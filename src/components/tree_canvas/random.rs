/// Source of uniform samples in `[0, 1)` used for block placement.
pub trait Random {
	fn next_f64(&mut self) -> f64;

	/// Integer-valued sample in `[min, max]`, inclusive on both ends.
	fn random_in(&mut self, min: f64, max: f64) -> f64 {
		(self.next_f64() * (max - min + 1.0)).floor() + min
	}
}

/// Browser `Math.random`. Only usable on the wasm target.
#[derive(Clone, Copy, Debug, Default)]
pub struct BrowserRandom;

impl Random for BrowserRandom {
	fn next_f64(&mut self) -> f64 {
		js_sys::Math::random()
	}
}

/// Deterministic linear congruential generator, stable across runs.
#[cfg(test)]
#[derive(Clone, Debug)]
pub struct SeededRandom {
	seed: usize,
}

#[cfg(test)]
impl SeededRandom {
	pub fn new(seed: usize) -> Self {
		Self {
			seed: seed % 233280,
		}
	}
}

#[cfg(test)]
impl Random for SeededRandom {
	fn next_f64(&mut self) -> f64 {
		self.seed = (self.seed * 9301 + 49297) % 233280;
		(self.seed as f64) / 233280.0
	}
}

■ ■ ■ ■

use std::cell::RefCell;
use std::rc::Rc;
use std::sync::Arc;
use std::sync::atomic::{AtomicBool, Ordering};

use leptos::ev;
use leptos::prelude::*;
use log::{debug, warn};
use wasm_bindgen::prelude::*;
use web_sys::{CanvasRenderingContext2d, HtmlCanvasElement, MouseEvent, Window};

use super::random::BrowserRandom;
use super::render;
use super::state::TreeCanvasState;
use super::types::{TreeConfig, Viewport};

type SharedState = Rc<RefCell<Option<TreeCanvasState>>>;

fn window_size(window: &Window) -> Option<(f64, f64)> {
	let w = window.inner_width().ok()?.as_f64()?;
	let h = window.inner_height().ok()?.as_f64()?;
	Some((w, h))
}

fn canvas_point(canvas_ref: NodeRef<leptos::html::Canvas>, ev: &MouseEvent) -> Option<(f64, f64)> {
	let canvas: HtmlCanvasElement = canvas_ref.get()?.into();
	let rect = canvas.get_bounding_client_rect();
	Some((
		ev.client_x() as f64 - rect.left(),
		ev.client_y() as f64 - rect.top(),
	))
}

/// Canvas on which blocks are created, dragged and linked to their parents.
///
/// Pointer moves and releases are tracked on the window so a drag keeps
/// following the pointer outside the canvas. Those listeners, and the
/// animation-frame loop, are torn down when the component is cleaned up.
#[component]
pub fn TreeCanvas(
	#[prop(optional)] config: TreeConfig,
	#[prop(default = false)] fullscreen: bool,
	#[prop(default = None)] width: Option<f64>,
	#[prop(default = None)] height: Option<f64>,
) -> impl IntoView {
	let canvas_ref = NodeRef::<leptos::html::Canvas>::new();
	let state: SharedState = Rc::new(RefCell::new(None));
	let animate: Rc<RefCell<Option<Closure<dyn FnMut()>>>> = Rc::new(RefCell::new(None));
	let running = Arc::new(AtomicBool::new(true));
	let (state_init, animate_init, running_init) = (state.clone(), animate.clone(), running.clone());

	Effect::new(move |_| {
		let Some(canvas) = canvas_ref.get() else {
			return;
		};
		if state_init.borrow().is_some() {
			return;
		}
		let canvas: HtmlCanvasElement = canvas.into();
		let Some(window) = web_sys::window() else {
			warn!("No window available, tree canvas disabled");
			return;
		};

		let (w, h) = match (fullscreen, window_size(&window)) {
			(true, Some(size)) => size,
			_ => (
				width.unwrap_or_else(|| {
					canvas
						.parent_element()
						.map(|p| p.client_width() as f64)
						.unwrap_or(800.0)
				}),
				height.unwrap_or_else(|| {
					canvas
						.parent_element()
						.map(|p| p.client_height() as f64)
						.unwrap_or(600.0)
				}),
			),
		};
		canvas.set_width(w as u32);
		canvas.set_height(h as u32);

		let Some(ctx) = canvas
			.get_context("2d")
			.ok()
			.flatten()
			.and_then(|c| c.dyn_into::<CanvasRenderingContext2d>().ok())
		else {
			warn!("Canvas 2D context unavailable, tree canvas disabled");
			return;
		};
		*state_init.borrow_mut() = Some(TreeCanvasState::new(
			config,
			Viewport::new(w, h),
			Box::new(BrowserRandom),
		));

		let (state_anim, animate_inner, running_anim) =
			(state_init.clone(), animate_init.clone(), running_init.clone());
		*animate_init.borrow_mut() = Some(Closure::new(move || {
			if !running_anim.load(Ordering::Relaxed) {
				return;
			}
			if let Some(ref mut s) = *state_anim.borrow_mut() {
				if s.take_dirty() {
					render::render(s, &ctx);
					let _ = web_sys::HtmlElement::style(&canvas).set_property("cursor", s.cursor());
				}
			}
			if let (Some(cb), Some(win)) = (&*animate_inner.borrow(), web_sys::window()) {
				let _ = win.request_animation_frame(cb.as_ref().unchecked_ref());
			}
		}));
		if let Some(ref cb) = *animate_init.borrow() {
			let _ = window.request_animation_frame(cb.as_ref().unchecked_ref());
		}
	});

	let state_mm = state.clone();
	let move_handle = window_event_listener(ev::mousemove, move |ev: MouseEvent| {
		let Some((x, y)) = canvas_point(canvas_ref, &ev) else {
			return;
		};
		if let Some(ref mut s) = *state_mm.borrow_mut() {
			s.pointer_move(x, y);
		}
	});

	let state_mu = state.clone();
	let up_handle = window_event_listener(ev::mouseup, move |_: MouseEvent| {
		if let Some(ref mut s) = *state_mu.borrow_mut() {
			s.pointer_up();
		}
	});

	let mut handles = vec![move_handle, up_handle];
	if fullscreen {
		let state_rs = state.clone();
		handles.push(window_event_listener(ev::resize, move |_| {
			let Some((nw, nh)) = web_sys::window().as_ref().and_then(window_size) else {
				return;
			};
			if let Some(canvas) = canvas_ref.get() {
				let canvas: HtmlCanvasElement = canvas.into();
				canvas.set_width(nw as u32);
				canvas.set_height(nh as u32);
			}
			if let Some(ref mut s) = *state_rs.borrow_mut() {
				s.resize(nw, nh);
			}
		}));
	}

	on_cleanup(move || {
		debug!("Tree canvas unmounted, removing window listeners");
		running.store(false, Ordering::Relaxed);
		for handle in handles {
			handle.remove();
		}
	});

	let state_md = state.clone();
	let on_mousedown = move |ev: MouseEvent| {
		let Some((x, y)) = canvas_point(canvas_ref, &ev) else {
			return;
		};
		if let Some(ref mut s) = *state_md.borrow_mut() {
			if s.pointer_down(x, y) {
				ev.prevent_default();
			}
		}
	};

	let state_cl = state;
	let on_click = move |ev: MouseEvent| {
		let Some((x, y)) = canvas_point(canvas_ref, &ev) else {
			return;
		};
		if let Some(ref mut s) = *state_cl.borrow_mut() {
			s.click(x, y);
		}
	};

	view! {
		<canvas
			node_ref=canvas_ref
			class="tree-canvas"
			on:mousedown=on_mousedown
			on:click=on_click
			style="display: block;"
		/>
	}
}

■ ■ ■ ■

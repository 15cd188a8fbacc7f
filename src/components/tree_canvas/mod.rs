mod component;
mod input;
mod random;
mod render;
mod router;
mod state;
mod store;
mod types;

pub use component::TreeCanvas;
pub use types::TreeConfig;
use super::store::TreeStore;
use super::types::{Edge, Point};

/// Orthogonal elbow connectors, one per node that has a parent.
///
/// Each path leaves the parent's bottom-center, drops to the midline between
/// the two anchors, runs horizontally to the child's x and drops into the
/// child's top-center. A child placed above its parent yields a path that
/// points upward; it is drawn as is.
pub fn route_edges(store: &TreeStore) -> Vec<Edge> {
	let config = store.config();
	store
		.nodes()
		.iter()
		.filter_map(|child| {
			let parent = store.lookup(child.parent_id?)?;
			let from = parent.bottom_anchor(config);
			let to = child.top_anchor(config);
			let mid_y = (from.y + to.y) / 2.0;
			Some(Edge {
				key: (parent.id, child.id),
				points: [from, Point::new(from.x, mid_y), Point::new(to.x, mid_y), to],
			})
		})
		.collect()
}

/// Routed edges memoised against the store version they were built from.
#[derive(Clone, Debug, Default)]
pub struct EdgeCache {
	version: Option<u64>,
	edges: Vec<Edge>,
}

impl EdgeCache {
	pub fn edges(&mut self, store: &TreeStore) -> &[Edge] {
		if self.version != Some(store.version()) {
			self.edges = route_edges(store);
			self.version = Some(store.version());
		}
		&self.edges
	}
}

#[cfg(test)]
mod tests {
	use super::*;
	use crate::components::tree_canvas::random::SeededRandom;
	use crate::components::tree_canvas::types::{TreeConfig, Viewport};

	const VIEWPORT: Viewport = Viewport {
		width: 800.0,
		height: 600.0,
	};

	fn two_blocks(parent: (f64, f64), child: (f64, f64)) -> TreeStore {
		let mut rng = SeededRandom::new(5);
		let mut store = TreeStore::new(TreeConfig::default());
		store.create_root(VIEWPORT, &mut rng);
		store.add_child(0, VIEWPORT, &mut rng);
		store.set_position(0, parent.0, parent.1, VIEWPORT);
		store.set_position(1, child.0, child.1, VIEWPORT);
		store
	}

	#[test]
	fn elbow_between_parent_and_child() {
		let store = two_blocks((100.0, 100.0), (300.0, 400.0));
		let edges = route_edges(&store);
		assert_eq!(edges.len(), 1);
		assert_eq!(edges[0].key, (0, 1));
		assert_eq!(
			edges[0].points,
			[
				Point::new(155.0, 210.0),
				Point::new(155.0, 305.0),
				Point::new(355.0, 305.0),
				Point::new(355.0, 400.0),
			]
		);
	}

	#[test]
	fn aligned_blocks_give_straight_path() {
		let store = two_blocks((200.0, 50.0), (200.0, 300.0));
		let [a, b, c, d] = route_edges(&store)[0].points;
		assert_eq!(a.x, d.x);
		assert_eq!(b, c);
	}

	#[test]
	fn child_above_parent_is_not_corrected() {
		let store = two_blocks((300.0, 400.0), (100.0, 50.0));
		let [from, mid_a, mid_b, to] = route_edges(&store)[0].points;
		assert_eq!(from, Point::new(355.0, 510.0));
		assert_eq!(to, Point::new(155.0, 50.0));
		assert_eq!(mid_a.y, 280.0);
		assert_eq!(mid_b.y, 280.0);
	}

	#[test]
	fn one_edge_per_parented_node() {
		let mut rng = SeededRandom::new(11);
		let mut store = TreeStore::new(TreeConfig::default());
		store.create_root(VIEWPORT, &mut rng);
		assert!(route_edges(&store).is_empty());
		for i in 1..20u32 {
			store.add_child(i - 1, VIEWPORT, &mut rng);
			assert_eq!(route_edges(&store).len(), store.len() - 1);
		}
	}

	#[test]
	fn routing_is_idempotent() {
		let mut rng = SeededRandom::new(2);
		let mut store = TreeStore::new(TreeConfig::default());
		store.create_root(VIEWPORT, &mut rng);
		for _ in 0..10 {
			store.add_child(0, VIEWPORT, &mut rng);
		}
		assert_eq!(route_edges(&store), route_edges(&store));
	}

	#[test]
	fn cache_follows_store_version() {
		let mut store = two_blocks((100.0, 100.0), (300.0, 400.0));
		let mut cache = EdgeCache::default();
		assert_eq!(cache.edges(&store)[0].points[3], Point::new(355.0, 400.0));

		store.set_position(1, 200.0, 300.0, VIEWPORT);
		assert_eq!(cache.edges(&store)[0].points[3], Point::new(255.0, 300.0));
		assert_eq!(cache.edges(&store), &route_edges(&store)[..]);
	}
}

■ ■ ■ ■

| Problem to work on |
In the listing above, start at the line with "if let Some(ref mut s) = *state_rs.borrow_mut()", go on through the line with "let on_mousedown = move", and copy each of those lines exactly; leave out all the rest.

| Completed task |
			if let Some(ref mut s) = *state_rs.borrow_mut() {
				s.resize(nw, nh);
			}
		}));
	}

	on_cleanup(move || {
		debug!("Tree canvas unmounted, removing window listeners");
		running.store(false, Ordering::Relaxed);
		for handle in handles {
			handle.remove();
		}
	});

	let state_md = state.clone();
	let on_mousedown = move |ev: MouseEvent| {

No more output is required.